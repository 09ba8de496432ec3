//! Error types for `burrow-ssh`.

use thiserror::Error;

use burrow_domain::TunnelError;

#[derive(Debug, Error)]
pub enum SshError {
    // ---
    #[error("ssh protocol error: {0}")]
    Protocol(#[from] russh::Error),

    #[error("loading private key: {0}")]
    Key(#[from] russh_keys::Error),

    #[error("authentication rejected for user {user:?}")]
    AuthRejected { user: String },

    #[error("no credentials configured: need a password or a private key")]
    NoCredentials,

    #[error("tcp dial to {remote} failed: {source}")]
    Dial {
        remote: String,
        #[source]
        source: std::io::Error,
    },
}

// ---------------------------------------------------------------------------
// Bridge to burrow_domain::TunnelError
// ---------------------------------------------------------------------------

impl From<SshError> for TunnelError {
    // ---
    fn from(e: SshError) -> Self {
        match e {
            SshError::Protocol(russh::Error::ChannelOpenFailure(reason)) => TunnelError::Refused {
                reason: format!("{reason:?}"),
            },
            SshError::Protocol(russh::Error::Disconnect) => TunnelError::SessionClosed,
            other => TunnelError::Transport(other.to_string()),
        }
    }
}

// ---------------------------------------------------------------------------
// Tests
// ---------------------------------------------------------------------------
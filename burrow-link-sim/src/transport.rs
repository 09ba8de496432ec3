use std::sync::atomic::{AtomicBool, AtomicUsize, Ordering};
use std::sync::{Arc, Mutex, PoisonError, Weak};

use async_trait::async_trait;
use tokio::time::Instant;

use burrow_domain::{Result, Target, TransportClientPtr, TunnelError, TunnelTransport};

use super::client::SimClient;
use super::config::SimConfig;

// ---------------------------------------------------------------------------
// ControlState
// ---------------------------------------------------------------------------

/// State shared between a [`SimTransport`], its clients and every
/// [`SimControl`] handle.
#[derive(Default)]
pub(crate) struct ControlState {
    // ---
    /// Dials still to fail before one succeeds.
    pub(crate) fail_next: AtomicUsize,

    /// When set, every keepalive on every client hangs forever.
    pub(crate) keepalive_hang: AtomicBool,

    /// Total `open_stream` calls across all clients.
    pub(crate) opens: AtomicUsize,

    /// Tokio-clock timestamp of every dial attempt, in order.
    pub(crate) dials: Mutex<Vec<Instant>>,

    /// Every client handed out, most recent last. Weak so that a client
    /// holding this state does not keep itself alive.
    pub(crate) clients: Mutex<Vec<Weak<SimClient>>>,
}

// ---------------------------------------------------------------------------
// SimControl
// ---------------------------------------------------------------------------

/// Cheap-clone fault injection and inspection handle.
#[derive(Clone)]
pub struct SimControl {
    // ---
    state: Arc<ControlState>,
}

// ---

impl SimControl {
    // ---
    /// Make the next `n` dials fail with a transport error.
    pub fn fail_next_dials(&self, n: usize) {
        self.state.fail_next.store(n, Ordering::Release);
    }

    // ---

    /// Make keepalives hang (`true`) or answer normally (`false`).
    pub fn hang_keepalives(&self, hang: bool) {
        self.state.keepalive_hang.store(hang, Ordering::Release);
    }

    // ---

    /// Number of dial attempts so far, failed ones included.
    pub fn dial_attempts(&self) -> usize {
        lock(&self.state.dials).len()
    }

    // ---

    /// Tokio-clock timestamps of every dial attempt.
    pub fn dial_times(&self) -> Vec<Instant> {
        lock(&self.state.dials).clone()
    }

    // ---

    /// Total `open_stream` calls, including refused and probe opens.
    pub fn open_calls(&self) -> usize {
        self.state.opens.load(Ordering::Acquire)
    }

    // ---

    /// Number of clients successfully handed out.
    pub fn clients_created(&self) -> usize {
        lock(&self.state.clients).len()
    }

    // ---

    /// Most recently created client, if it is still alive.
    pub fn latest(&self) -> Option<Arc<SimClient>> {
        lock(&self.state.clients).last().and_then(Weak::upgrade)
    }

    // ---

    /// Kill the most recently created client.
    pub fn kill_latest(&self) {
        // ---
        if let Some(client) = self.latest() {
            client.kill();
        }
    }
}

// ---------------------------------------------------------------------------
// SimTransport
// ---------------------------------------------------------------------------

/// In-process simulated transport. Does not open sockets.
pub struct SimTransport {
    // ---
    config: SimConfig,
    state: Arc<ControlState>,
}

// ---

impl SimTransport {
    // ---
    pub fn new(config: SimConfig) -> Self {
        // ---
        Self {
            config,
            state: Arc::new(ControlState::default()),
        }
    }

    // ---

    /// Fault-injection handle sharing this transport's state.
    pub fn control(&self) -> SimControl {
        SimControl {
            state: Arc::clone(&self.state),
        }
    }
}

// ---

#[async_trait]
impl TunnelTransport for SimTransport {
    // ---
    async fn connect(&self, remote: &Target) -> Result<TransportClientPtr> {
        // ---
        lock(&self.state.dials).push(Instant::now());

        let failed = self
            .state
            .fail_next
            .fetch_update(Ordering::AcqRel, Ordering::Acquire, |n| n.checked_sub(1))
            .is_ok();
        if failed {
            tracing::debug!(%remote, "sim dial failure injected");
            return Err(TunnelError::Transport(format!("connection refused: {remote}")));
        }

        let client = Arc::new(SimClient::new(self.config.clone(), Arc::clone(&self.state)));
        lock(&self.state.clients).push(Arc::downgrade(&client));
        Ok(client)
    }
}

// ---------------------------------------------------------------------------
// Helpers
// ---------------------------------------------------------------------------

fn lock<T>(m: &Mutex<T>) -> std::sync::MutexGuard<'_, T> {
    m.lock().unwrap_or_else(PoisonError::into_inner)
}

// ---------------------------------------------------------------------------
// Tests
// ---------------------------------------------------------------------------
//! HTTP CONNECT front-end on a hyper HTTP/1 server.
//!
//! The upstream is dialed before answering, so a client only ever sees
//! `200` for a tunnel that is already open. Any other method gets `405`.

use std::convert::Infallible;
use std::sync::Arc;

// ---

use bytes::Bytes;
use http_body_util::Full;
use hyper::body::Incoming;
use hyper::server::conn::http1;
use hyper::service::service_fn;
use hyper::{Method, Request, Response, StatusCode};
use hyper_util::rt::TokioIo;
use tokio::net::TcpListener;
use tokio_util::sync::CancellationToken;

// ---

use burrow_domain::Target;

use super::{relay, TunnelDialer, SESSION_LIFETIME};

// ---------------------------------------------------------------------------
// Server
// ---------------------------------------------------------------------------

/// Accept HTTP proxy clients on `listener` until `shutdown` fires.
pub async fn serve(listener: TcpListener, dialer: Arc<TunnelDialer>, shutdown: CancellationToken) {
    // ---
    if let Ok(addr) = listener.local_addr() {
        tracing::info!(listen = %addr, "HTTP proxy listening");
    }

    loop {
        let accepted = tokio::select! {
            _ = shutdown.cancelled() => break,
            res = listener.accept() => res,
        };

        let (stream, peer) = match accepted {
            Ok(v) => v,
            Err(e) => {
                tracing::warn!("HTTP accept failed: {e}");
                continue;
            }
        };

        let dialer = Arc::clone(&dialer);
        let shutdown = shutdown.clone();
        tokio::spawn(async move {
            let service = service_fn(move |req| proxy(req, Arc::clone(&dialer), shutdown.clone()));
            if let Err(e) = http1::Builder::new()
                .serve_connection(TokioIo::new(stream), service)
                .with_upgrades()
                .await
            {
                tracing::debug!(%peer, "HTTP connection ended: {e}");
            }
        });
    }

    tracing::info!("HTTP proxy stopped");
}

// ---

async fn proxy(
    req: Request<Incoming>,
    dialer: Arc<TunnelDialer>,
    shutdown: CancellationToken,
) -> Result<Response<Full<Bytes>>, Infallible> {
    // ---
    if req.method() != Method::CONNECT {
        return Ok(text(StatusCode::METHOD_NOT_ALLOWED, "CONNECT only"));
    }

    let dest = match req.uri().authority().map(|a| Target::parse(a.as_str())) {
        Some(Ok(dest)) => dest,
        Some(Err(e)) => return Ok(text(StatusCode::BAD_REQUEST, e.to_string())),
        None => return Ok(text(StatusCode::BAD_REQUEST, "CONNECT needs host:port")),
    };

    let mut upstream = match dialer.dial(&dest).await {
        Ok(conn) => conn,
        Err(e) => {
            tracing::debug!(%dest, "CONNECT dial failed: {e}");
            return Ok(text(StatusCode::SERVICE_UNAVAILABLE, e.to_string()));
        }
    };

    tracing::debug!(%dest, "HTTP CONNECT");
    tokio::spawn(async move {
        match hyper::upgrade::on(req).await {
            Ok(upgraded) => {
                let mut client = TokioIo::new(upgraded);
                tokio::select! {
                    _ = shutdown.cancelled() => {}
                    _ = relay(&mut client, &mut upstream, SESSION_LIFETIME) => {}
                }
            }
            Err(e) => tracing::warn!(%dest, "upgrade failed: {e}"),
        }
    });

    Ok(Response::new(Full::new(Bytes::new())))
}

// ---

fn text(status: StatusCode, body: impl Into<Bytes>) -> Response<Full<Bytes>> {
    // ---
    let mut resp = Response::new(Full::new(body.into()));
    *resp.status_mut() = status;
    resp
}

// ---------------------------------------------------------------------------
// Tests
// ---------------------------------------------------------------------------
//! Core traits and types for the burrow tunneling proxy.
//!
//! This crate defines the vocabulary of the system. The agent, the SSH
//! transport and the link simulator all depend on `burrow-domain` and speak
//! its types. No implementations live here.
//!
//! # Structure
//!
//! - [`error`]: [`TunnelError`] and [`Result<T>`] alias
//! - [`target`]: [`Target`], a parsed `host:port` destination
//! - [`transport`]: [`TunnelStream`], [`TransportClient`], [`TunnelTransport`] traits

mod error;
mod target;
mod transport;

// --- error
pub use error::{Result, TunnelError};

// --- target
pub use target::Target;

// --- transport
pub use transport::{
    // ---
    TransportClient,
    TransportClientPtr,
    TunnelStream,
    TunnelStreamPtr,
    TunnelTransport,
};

====

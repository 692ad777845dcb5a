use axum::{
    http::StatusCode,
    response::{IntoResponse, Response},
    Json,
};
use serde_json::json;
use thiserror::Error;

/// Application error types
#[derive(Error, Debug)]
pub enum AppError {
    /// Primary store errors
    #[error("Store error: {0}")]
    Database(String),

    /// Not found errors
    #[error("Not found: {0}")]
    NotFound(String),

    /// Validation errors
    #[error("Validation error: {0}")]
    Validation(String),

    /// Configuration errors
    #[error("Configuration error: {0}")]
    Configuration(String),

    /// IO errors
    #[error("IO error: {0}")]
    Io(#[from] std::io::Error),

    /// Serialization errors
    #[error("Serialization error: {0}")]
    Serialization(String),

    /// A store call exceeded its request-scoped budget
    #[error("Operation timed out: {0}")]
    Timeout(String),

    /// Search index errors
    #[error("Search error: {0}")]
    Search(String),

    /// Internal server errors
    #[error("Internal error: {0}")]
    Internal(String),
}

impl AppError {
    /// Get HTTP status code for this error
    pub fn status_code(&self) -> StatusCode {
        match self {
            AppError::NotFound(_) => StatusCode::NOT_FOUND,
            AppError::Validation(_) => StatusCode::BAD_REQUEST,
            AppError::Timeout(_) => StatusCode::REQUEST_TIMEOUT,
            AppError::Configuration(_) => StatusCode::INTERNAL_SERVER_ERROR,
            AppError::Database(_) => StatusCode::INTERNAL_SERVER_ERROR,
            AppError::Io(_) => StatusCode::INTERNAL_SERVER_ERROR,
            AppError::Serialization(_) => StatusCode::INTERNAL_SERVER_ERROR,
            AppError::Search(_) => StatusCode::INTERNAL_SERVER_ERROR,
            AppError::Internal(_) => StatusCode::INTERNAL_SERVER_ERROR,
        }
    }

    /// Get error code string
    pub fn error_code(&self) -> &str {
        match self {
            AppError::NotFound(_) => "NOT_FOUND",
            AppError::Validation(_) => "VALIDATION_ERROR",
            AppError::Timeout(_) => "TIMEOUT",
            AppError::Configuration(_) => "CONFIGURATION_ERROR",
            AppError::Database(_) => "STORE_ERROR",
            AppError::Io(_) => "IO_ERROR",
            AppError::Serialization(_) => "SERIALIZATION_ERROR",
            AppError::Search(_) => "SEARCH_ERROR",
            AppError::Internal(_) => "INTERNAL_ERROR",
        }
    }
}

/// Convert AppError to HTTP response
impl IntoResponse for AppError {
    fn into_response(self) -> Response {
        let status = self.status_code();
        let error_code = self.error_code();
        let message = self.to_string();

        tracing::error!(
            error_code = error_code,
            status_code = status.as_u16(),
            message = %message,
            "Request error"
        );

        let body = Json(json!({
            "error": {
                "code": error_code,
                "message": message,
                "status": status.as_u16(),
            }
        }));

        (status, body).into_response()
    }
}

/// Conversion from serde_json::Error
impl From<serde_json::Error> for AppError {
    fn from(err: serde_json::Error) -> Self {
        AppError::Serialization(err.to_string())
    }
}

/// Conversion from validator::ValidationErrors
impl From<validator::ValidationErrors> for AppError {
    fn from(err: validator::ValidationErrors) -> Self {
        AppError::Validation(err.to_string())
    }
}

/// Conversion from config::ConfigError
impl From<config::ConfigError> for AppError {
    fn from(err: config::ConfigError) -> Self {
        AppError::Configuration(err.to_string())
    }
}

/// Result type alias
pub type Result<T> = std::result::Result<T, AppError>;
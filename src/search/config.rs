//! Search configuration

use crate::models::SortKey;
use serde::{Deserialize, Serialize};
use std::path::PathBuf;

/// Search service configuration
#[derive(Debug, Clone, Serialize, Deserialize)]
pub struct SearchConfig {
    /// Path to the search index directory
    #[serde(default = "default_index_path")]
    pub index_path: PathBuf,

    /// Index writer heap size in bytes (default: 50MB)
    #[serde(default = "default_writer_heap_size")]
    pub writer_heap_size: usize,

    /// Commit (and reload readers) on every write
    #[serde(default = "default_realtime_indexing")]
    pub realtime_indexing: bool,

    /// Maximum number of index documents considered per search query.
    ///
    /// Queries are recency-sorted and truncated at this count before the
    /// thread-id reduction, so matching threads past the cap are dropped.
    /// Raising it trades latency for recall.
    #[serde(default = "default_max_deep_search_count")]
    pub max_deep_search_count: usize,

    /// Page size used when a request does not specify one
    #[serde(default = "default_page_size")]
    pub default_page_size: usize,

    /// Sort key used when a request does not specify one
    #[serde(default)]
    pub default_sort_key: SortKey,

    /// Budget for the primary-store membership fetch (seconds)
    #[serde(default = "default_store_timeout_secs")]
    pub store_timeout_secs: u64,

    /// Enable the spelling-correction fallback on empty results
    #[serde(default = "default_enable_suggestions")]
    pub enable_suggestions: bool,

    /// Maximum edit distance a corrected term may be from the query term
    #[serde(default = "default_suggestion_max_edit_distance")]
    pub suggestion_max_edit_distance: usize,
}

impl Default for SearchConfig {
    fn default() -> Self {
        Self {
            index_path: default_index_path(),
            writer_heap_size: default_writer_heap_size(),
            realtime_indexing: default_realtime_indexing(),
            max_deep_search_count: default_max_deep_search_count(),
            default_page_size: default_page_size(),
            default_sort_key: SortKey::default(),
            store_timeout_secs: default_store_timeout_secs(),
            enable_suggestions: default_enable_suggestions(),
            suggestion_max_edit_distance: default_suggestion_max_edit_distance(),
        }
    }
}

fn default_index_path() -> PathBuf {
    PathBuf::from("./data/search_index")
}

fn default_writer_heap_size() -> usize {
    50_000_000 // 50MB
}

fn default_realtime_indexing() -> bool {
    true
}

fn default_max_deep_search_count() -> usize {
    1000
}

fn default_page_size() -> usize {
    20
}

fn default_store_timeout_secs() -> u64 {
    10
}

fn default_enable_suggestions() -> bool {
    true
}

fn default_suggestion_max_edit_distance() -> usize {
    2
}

====

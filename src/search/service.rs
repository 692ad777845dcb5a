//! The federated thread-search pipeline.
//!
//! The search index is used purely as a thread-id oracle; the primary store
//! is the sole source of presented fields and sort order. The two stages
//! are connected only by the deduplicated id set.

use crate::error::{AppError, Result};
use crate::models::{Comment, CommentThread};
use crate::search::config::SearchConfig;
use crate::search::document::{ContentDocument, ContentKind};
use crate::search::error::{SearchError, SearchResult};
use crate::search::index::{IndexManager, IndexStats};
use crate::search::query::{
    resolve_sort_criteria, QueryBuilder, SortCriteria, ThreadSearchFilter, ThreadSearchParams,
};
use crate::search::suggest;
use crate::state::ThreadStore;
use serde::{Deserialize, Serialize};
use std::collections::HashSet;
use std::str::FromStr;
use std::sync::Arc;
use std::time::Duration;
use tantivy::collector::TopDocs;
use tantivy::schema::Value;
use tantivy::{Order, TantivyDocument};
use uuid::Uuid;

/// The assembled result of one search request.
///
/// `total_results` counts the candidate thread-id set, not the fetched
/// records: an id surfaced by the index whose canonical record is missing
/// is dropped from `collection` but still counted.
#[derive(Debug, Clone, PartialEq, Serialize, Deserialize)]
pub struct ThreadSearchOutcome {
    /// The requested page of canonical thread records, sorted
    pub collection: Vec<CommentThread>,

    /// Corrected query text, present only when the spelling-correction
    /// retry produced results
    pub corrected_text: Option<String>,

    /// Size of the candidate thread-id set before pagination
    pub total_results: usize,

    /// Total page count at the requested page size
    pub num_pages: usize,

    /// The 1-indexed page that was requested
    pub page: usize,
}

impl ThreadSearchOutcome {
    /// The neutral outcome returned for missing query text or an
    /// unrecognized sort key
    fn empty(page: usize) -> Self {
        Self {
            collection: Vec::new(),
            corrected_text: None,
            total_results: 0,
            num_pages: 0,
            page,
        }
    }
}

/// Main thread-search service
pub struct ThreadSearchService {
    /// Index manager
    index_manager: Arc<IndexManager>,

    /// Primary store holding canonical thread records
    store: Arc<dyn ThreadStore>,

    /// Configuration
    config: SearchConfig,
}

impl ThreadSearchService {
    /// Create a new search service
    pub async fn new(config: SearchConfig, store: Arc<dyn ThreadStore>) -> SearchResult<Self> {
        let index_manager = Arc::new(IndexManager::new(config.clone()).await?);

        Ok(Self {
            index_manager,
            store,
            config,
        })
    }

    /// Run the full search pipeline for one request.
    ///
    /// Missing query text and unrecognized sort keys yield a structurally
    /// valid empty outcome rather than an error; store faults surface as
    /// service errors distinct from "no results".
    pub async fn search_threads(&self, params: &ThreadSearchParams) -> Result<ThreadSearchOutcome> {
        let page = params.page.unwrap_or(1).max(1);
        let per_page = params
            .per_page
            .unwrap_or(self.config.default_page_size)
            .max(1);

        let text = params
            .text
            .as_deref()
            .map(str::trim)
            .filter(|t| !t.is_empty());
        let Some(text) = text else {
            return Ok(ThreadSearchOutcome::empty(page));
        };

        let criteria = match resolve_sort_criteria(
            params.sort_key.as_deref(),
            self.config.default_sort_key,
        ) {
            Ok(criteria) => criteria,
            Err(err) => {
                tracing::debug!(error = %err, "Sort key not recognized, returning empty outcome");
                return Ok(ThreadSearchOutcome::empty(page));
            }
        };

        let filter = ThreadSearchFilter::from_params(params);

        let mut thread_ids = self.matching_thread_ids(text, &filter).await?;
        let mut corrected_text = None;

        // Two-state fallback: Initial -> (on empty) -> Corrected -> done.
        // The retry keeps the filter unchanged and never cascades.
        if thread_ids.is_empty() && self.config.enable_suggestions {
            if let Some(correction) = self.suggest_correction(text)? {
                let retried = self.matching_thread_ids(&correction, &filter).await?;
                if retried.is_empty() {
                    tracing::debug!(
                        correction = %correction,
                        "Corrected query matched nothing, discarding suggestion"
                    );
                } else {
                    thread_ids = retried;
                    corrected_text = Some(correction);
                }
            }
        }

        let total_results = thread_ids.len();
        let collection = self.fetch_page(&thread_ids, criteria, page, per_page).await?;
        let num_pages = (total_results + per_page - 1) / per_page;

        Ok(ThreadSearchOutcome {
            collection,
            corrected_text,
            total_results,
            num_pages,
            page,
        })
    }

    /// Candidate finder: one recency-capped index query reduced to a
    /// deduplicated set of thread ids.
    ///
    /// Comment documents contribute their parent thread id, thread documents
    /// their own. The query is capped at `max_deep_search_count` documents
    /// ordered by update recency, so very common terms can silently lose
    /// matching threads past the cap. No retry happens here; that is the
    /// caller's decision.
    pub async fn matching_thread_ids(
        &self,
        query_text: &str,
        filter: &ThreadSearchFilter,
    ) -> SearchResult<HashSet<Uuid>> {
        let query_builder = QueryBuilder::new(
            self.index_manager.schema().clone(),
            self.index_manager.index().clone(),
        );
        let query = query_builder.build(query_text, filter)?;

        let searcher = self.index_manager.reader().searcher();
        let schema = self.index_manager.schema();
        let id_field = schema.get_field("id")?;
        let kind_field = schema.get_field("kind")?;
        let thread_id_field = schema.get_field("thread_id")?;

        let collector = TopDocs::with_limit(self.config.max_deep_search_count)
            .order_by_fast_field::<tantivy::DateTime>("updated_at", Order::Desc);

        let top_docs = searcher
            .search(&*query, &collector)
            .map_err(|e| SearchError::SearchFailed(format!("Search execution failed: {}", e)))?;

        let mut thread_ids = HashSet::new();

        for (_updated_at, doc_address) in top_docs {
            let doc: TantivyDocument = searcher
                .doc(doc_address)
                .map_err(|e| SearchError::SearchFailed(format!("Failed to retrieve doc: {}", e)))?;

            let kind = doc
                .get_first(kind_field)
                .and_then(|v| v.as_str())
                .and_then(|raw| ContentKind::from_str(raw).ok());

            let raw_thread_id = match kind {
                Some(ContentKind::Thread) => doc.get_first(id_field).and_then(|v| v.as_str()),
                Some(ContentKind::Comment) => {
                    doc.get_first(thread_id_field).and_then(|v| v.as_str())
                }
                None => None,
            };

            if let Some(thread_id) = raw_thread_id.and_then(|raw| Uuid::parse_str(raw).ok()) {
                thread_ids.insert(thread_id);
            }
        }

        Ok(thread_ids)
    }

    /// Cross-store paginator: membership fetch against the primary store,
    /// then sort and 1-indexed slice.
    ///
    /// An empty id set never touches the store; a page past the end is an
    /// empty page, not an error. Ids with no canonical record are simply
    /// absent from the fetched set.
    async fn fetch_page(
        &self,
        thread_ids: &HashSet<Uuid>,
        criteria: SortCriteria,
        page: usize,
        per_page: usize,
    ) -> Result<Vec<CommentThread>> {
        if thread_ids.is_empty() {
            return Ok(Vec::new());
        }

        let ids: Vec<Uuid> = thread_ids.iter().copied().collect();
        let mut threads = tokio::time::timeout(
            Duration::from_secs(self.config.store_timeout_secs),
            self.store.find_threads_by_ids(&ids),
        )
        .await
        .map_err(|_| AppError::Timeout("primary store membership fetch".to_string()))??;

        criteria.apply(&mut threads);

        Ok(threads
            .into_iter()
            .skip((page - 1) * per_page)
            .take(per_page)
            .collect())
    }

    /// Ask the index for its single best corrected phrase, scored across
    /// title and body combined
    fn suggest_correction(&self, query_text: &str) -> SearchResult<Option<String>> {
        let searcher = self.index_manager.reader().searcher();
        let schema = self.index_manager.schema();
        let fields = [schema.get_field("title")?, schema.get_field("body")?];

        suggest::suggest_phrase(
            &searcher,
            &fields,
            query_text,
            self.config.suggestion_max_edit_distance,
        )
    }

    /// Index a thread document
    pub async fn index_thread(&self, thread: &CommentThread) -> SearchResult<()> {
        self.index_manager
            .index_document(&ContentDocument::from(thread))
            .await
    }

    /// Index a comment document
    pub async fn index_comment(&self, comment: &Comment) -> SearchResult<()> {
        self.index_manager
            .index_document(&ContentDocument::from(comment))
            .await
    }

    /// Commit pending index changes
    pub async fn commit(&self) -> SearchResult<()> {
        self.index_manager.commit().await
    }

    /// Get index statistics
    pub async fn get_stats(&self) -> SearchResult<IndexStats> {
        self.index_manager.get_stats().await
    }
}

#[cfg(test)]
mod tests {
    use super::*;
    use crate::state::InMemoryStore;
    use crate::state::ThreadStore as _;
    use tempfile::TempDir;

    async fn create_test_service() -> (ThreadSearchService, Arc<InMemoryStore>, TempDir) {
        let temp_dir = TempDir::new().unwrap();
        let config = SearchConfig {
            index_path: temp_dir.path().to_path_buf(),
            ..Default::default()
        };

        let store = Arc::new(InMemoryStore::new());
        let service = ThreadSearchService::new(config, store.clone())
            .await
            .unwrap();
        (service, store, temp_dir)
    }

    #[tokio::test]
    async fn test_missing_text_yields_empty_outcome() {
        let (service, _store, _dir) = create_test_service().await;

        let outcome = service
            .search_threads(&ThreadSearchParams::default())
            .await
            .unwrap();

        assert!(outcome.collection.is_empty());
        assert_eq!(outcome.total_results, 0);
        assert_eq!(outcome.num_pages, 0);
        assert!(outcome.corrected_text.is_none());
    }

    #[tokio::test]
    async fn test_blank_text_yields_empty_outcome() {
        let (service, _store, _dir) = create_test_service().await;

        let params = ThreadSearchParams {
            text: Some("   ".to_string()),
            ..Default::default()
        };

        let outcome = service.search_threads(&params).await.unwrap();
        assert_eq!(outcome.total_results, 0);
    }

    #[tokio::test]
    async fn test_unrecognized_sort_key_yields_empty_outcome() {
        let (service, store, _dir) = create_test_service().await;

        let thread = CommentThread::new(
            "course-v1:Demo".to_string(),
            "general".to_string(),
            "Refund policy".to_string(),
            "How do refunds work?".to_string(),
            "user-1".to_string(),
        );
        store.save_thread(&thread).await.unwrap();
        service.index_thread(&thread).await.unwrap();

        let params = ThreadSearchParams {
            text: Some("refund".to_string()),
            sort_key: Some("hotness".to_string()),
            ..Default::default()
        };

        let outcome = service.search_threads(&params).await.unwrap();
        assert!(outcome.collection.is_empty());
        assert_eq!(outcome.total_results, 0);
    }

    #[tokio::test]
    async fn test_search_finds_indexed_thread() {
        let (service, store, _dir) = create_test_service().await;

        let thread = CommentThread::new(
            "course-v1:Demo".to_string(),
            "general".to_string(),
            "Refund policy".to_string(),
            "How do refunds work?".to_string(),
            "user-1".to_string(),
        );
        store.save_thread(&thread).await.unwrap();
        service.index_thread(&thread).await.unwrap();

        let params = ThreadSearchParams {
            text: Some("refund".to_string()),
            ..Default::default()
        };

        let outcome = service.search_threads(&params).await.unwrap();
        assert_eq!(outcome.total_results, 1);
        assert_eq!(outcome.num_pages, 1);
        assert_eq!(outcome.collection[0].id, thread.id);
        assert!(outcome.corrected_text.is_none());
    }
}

====

Look through the material above for the string "SearchConfig" and copy each line that has it.

▶ _ANSWER BOX_
pub struct SearchConfig {
impl Default for SearchConfig {
use crate::search::config::SearchConfig;
    config: SearchConfig,
    pub async fn new(config: SearchConfig, store: Arc<dyn ThreadStore>) -> SearchResult<Self> {
        let config = SearchConfig {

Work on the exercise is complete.